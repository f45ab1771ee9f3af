//! JSON file storage: the whole log as one array, replaced atomically on write.

use super::{decode, encode};
use async_trait::async_trait;
use std::path::{Path, PathBuf};
use track_types::{AuditEntry, DurableIoError, DurableStorage};

pub struct JsonFileStorage {
    path: PathBuf,
    write_lock: tokio::sync::Mutex<()>,
}

impl JsonFileStorage {
    pub fn new(path: impl AsRef<Path>) -> Self {
        Self {
            path: path.as_ref().to_path_buf(),
            write_lock: tokio::sync::Mutex::new(()),
        }
    }

    pub fn path(&self) -> &Path {
        &self.path
    }

    fn temp_path(&self) -> PathBuf {
        let mut name = self
            .path
            .file_name()
            .map(|n| n.to_os_string())
            .unwrap_or_else(|| "audit-log.json".into());
        name.push(".tmp");
        self.path.with_file_name(name)
    }
}

#[async_trait]
impl DurableStorage for JsonFileStorage {
    async fn read(&self) -> Result<Option<Vec<AuditEntry>>, DurableIoError> {
        let content = match tokio::fs::read_to_string(&self.path).await {
            Ok(c) => c,
            Err(e) if e.kind() == std::io::ErrorKind::NotFound => return Ok(None),
            Err(e) => return Err(DurableIoError::Io(e)),
        };
        if content.trim().is_empty() {
            return Ok(None);
        }
        decode(&content).map(Some)
    }

    async fn write(&self, entries: &[AuditEntry]) -> Result<(), DurableIoError> {
        let _guard = self.write_lock.lock().await;
        let blob = encode(entries)?;
        if let Some(parent) = self.path.parent() {
            if !parent.as_os_str().is_empty() {
                tokio::fs::create_dir_all(parent).await?;
            }
        }
        let tmp = self.temp_path();
        tokio::fs::write(&tmp, blob.as_bytes()).await?;
        tokio::fs::rename(&tmp, &self.path).await?;
        Ok(())
    }
}

#[cfg(test)]
mod tests {
    use super::*;
    use crate::{AuditStore, AuditStoreConfig};
    use std::sync::Arc;
    use track_types::{AuditAction, EntityType, NewAuditEntry};

    #[tokio::test]
    async fn missing_file_reads_as_empty() {
        let dir = tempfile::tempdir().unwrap();
        let storage = JsonFileStorage::new(dir.path().join("audit.json"));
        assert!(storage.read().await.unwrap().is_none());
    }

    #[tokio::test]
    async fn log_survives_reopen() {
        let dir = tempfile::tempdir().unwrap();
        let path = dir.path().join("nested").join("audit.json");
        let store = AuditStore::open(
            AuditStoreConfig::new(5),
            Arc::new(JsonFileStorage::new(&path)),
        )
        .await;
        for _ in 0..3 {
            store
                .log(
                    NewAuditEntry::new(EntityType::CLIENT, "c-1", AuditAction::Update),
                    None,
                )
                .unwrap();
        }
        store.flush().await;

        let reopened =
            AuditStore::open(AuditStoreConfig::new(5), Arc::new(JsonFileStorage::new(&path)))
                .await;
        let history = reopened.get_entity_history(&EntityType::CLIENT, "c-1");
        let seqs: Vec<u64> = history.iter().map(|e| e.seq).collect();
        assert_eq!(seqs, vec![3, 2, 1]);
    }

    #[tokio::test]
    async fn garbage_file_is_reported_corrupt() {
        let dir = tempfile::tempdir().unwrap();
        let path = dir.path().join("audit.json");
        tokio::fs::write(&path, "[{\"id\":").await.unwrap();
        let storage = JsonFileStorage::new(&path);
        assert!(matches!(
            storage.read().await,
            Err(DurableIoError::Corrupt(_))
        ));
    }
}
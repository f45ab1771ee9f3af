//! AuditStore: bounded append-only log of entity mutations, with search, summaries,
//! export and best-effort durable persistence.

mod config;
mod export;
mod query;
mod storage;
mod store;

pub use config::{AuditStoreConfig, DEFAULT_MAX_ENTRIES};
pub use query::{SUMMARY_RECENT, SYSTEM_ACTOR};
pub use storage::{JsonFileStorage, MemoryStorage};
pub use store::{AuditError, AuditStore};
pub use track_diff::DiffError;

#[cfg(feature = "sqlite")]
pub use storage::SqliteStorage;
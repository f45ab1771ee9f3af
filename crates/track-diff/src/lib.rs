//! DiffEngine: field-level diff between two versions of an entity's data.

mod engine;

pub use engine::{
    apply_changes, compute_changes, deep_equal, diff_snapshots, to_field_map, DiffError, MAX_DEPTH,
};
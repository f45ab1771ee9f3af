//! Change-tracking REST API server.

use std::net::SocketAddr;
use std::sync::Arc;
use track_api::server::{self, AppState};
use track_audit::{AuditStore, AuditStoreConfig, JsonFileStorage};
use track_move::{CoordinatorConfig, EntityCache, StageMoveCoordinator};
use track_remote::HttpStagePersister;
use track_timeline::{StageTimeline, TimelineConfig};
use track_types::{Actor, ActorProvider, StaticActor};
use tracing_subscriber::{layer::SubscriberExt, util::SubscriberInitExt};

/// Session actor from `TRACK_ACTOR_ID` / `TRACK_ACTOR_NAME`; unset means system.
fn actor_from_env() -> StaticActor {
    let id = std::env::var("TRACK_ACTOR_ID")
        .ok()
        .filter(|v| !v.trim().is_empty());
    let name = std::env::var("TRACK_ACTOR_NAME")
        .ok()
        .filter(|v| !v.trim().is_empty());
    StaticActor(id.map(|id| {
        let name = name.unwrap_or_else(|| id.clone());
        Actor::new(id, name)
    }))
}

#[tokio::main]
async fn main() -> Result<(), Box<dyn std::error::Error + Send + Sync>> {
    tracing_subscriber::registry()
        .with(tracing_subscriber::EnvFilter::new(
            std::env::var("RUST_LOG").unwrap_or_else(|_| "info".into()),
        ))
        .with(tracing_subscriber::fmt::layer())
        .init();

    let audit_config = AuditStoreConfig::from_env();
    let audit = match audit_config.path.clone() {
        Some(path) => {
            tracing::info!(path = %path.display(), "audit log persisted to file");
            AuditStore::open(audit_config, Arc::new(JsonFileStorage::new(path))).await
        }
        None => AuditStore::in_memory(audit_config),
    };
    let audit = Arc::new(audit);

    let timeline = StageTimeline::new(Arc::clone(&audit), TimelineConfig::from_env());
    let move_config = CoordinatorConfig::from_env();
    let cache = Arc::new(EntityCache::new("id", move_config.stage_field.clone()));
    let persister = Arc::new(HttpStagePersister::from_env()?);
    tracing::info!(remote = %persister.config().base_url, "stage moves persisted remotely");
    let actors: Arc<dyn ActorProvider> = Arc::new(actor_from_env());
    let coordinator = StageMoveCoordinator::new(
        cache,
        Arc::clone(&audit),
        persister,
        Arc::clone(&actors),
        move_config,
    );

    let state = Arc::new(AppState {
        audit: Arc::clone(&audit),
        timeline,
        coordinator,
        actors,
    });
    let app = server::router(state);
    let addr: SocketAddr = std::env::var("TRACK_LISTEN")
        .unwrap_or_else(|_| "0.0.0.0:8002".to_string())
        .parse()?;
    tracing::info!("change-tracking API listening on {}", addr);
    axum::serve(
        tokio::net::TcpListener::bind(addr).await?,
        app.into_make_service(),
    )
    .await?;
    audit.flush().await;
    Ok(())
}
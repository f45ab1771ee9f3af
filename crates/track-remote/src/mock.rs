//! Scriptable persister for tests: no network.

use std::collections::VecDeque;
use std::sync::{Arc, Mutex, PoisonError};
use tokio::sync::Semaphore;
use track_types::{PersistenceFailure, StagePersister};

/// Records every call and answers from a script (default: success).
///
/// A gated mock holds each call until [`MockPersister::release`] hands out a permit,
/// which keeps moves in flight for as long as a test needs.
#[derive(Default)]
pub struct MockPersister {
    script: Mutex<VecDeque<Result<(), PersistenceFailure>>>,
    calls: Mutex<Vec<(String, String)>>,
    gate: Option<Arc<Semaphore>>,
}

impl MockPersister {
    pub fn new() -> Self {
        Self::default()
    }

    pub fn gated() -> Self {
        Self {
            gate: Some(Arc::new(Semaphore::new(0))),
            ..Self::default()
        }
    }

    /// Let `n` held calls (current or future) complete.
    pub fn release(&self, n: usize) {
        if let Some(gate) = &self.gate {
            gate.add_permits(n);
        }
    }

    /// Queue a failure for the next unscripted call.
    pub fn fail_next(&self, failure: PersistenceFailure) {
        self.script
            .lock()
            .unwrap_or_else(PoisonError::into_inner)
            .push_back(Err(failure));
    }

    pub fn succeed_next(&self) {
        self.script
            .lock()
            .unwrap_or_else(PoisonError::into_inner)
            .push_back(Ok(()));
    }

    /// `(entity_id, target_stage_id)` pairs in call order.
    pub fn calls(&self) -> Vec<(String, String)> {
        self.calls
            .lock()
            .unwrap_or_else(PoisonError::into_inner)
            .clone()
    }
}

#[async_trait::async_trait]
impl StagePersister for MockPersister {
    async fn persist_stage_move(
        &self,
        entity_id: &str,
        target_stage_id: &str,
    ) -> Result<(), PersistenceFailure> {
        self.calls
            .lock()
            .unwrap_or_else(PoisonError::into_inner)
            .push((entity_id.to_string(), target_stage_id.to_string()));
        let outcome = self
            .script
            .lock()
            .unwrap_or_else(PoisonError::into_inner)
            .pop_front()
            .unwrap_or(Ok(()));
        if let Some(gate) = &self.gate {
            let permit = gate
                .acquire()
                .await
                .map_err(|e| PersistenceFailure::Transport(e.to_string()))?;
            permit.forget();
        }
        outcome
    }
}
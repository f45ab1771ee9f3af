//! Change-tracking REST API: audit log, stage timelines and optimistic pipeline moves.

pub mod server;
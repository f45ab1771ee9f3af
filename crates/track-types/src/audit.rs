//! Audit log types: AuditEntry, FieldChange, actions, entity types, filters and summaries.

use chrono::{DateTime, Utc};
use serde::{Deserialize, Serialize};
use std::borrow::Cow;
use std::collections::BTreeMap;

/// Ordered field map used for entity snapshots (field name -> JSON value).
pub type FieldMap = serde_json::Map<String, serde_json::Value>;

/// Kind of entity an audit entry belongs to.
///
/// The well-known tags are associated constants; deployments may use any other tag.
#[derive(Debug, Clone, PartialEq, Eq, PartialOrd, Ord, Hash, Serialize, Deserialize)]
#[serde(transparent)]
pub struct EntityType(Cow<'static, str>);

impl EntityType {
    pub const SERVICE_ORDER: EntityType = EntityType(Cow::Borrowed("SERVICE_ORDER"));
    pub const SERVICE_ORDER_SERVICE: EntityType =
        EntityType(Cow::Borrowed("SERVICE_ORDER_SERVICE"));
    pub const SERVICE_ORDER_PRODUCT: EntityType =
        EntityType(Cow::Borrowed("SERVICE_ORDER_PRODUCT"));
    pub const CLIENT: EntityType = EntityType(Cow::Borrowed("CLIENT"));
    pub const PRODUCT: EntityType = EntityType(Cow::Borrowed("PRODUCT"));
    pub const SERVICE: EntityType = EntityType(Cow::Borrowed("SERVICE"));
    pub const FUNNEL: EntityType = EntityType(Cow::Borrowed("FUNNEL"));

    pub fn new(tag: impl Into<String>) -> Self {
        EntityType(Cow::Owned(tag.into()))
    }

    pub fn as_str(&self) -> &str {
        &self.0
    }
}

impl std::fmt::Display for EntityType {
    fn fmt(&self, f: &mut std::fmt::Formatter<'_>) -> std::fmt::Result {
        f.write_str(self.as_str())
    }
}

impl From<&str> for EntityType {
    fn from(s: &str) -> Self {
        EntityType::new(s)
    }
}

/// Kind of mutation recorded by an audit entry.
#[derive(Debug, Clone, Copy, PartialEq, Eq, PartialOrd, Ord, Hash, Serialize, Deserialize)]
#[serde(rename_all = "SCREAMING_SNAKE_CASE")]
pub enum AuditAction {
    Create,
    Update,
    Delete,
    StatusChange,
    PriorityChange,
    AssignUser,
    UnassignUser,
    AddService,
    RemoveService,
    AddProduct,
    RemoveProduct,
    Cancel,
    Restore,
}

impl AuditAction {
    /// Every action, in declaration order.
    pub const ALL: [AuditAction; 13] = [
        AuditAction::Create,
        AuditAction::Update,
        AuditAction::Delete,
        AuditAction::StatusChange,
        AuditAction::PriorityChange,
        AuditAction::AssignUser,
        AuditAction::UnassignUser,
        AuditAction::AddService,
        AuditAction::RemoveService,
        AuditAction::AddProduct,
        AuditAction::RemoveProduct,
        AuditAction::Cancel,
        AuditAction::Restore,
    ];

    pub fn as_str(self) -> &'static str {
        match self {
            AuditAction::Create => "CREATE",
            AuditAction::Update => "UPDATE",
            AuditAction::Delete => "DELETE",
            AuditAction::StatusChange => "STATUS_CHANGE",
            AuditAction::PriorityChange => "PRIORITY_CHANGE",
            AuditAction::AssignUser => "ASSIGN_USER",
            AuditAction::UnassignUser => "UNASSIGN_USER",
            AuditAction::AddService => "ADD_SERVICE",
            AuditAction::RemoveService => "REMOVE_SERVICE",
            AuditAction::AddProduct => "ADD_PRODUCT",
            AuditAction::RemoveProduct => "REMOVE_PRODUCT",
            AuditAction::Cancel => "CANCEL",
            AuditAction::Restore => "RESTORE",
        }
    }

    /// Parse the wire tag (case-insensitive). Returns `None` for unknown tags.
    pub fn parse(tag: &str) -> Option<Self> {
        let tag = tag.trim();
        Self::ALL
            .into_iter()
            .find(|a| a.as_str().eq_ignore_ascii_case(tag))
    }
}

impl std::fmt::Display for AuditAction {
    fn fmt(&self, f: &mut std::fmt::Formatter<'_>) -> std::fmt::Result {
        f.write_str(self.as_str())
    }
}

/// Classification of a single field difference.
#[derive(Debug, Clone, Copy, PartialEq, Eq, Serialize, Deserialize)]
#[serde(rename_all = "lowercase")]
pub enum ChangeType {
    Added,
    Modified,
    Removed,
}

/// One field-level difference between two snapshots.
#[derive(Debug, Clone, PartialEq, Serialize, Deserialize)]
pub struct FieldChange {
    pub field: String,
    #[serde(default, skip_serializing_if = "Option::is_none")]
    pub old_value: Option<serde_json::Value>,
    #[serde(default, skip_serializing_if = "Option::is_none")]
    pub new_value: Option<serde_json::Value>,
    pub change_type: ChangeType,
}

/// Who performed a mutation.
#[derive(Debug, Clone, PartialEq, Eq, Serialize, Deserialize)]
pub struct Actor {
    pub id: String,
    pub name: String,
}

impl Actor {
    pub fn new(id: impl Into<String>, name: impl Into<String>) -> Self {
        Self {
            id: id.into(),
            name: name.into(),
        }
    }
}

/// Immutable record of one mutation to one entity.
#[derive(Debug, Clone, PartialEq, Serialize, Deserialize)]
pub struct AuditEntry {
    pub id: String,
    /// Creation order within the store; strictly increasing.
    pub seq: u64,
    pub entity_type: EntityType,
    pub entity_id: String,
    pub action: AuditAction,
    #[serde(default, skip_serializing_if = "Option::is_none")]
    pub actor_id: Option<String>,
    #[serde(default, skip_serializing_if = "Option::is_none")]
    pub actor_name: Option<String>,
    pub timestamp: DateTime<Utc>,
    #[serde(default, skip_serializing_if = "Option::is_none")]
    pub old_values: Option<FieldMap>,
    #[serde(default, skip_serializing_if = "Option::is_none")]
    pub new_values: Option<FieldMap>,
    #[serde(default, skip_serializing_if = "Option::is_none")]
    pub changes: Option<Vec<FieldChange>>,
    #[serde(default, skip_serializing_if = "FieldMap::is_empty")]
    pub metadata: FieldMap,
}

impl AuditEntry {
    /// True when no actor was attached (system-initiated change).
    pub fn is_system(&self) -> bool {
        self.actor_id.is_none()
    }

    /// Value of `field` in `new_values`, if recorded.
    pub fn new_value(&self, field: &str) -> Option<&serde_json::Value> {
        self.new_values.as_ref().and_then(|m| m.get(field))
    }

    /// Value of `field` in `old_values`, if recorded.
    pub fn old_value(&self, field: &str) -> Option<&serde_json::Value> {
        self.old_values.as_ref().and_then(|m| m.get(field))
    }
}

/// Entry as submitted by a caller; the store assigns id, seq, timestamp, actor and changes.
#[derive(Debug, Clone, Serialize, Deserialize)]
pub struct NewAuditEntry {
    pub entity_type: EntityType,
    pub entity_id: String,
    pub action: AuditAction,
    #[serde(default)]
    pub old_values: Option<FieldMap>,
    #[serde(default)]
    pub new_values: Option<FieldMap>,
    #[serde(default)]
    pub metadata: FieldMap,
}

impl NewAuditEntry {
    pub fn new(entity_type: EntityType, entity_id: impl Into<String>, action: AuditAction) -> Self {
        Self {
            entity_type,
            entity_id: entity_id.into(),
            action,
            old_values: None,
            new_values: None,
            metadata: FieldMap::new(),
        }
    }

    /// Creation: no prior state, so every field of `values` is recorded as added.
    pub fn created(entity_type: EntityType, entity_id: impl Into<String>, values: FieldMap) -> Self {
        Self::new(entity_type, entity_id, AuditAction::Create)
            .with_old(FieldMap::new())
            .with_new(values)
    }

    pub fn updated(
        entity_type: EntityType,
        entity_id: impl Into<String>,
        old_values: FieldMap,
        new_values: FieldMap,
    ) -> Self {
        Self::new(entity_type, entity_id, AuditAction::Update)
            .with_old(old_values)
            .with_new(new_values)
    }

    /// Deletion: every field of `values` is recorded as removed.
    pub fn deleted(entity_type: EntityType, entity_id: impl Into<String>, values: FieldMap) -> Self {
        Self::new(entity_type, entity_id, AuditAction::Delete)
            .with_old(values)
            .with_new(FieldMap::new())
    }

    pub fn with_old(mut self, old_values: FieldMap) -> Self {
        self.old_values = Some(old_values);
        self
    }

    pub fn with_new(mut self, new_values: FieldMap) -> Self {
        self.new_values = Some(new_values);
        self
    }

    pub fn with_metadata(mut self, key: &str, value: serde_json::Value) -> Self {
        self.metadata.insert(key.to_string(), value);
        self
    }
}

/// Search filter over the audit log. Every field is optional; present fields are ANDed.
///
/// Values stay as caller-supplied strings so malformed input can be answered with an
/// empty result instead of an error.
#[derive(Debug, Clone, Default, Serialize, Deserialize)]
pub struct AuditFilter {
    #[serde(default)]
    pub entity_type: Option<String>,
    #[serde(default)]
    pub entity_id: Option<String>,
    #[serde(default)]
    pub action: Option<String>,
    #[serde(default)]
    pub actor_id: Option<String>,
    /// RFC 3339 timestamp or `YYYY-MM-DD`; inclusive.
    #[serde(default)]
    pub start_date: Option<String>,
    /// RFC 3339 timestamp or `YYYY-MM-DD` (end of that day); inclusive.
    #[serde(default)]
    pub end_date: Option<String>,
    /// Non-negative integer; anything else makes the search match nothing.
    #[serde(default)]
    pub limit: Option<String>,
    #[serde(default)]
    pub offset: Option<String>,
}

/// Aggregates over a filtered set of entries.
#[derive(Debug, Clone, Default, PartialEq, Serialize, Deserialize)]
pub struct AuditSummary {
    pub total: usize,
    pub by_action: BTreeMap<AuditAction, usize>,
    pub by_entity_type: BTreeMap<String, usize>,
    pub by_actor: BTreeMap<String, usize>,
    pub recent: Vec<AuditEntry>,
}

/// Export encoding.
#[derive(Debug, Clone, Copy, PartialEq, Eq, Default, Serialize, Deserialize)]
#[serde(rename_all = "lowercase")]
pub enum ExportFormat {
    #[default]
    Json,
    Csv,
}

#[cfg(test)]
mod tests {
    use super::*;
    use serde_json::json;

    #[test]
    fn action_tags_round_trip_through_serde() {
        assert_eq!(
            serde_json::to_value(AuditAction::StatusChange).unwrap(),
            json!("STATUS_CHANGE")
        );
        assert_eq!(AuditAction::parse("status_change"), Some(AuditAction::StatusChange));
        assert_eq!(AuditAction::parse("TELEPORT"), None);
    }

    #[test]
    fn entity_type_accepts_deployment_tags() {
        let t: EntityType = serde_json::from_value(json!("WAREHOUSE")).unwrap();
        assert_eq!(t, EntityType::new("WAREHOUSE"));
        let so: EntityType = serde_json::from_value(json!("SERVICE_ORDER")).unwrap();
        assert_eq!(so, EntityType::SERVICE_ORDER);
    }
}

+ + + + +

Exercise prompt —
Search the preceding listing for the word "summaries" and pull out every line that holds it.

Exercise response —
//! AuditStore: bounded append-only log of entity mutations, with search, summaries,
//! Audit log types: AuditEntry, FieldChange, actions, entity types, filters and summaries.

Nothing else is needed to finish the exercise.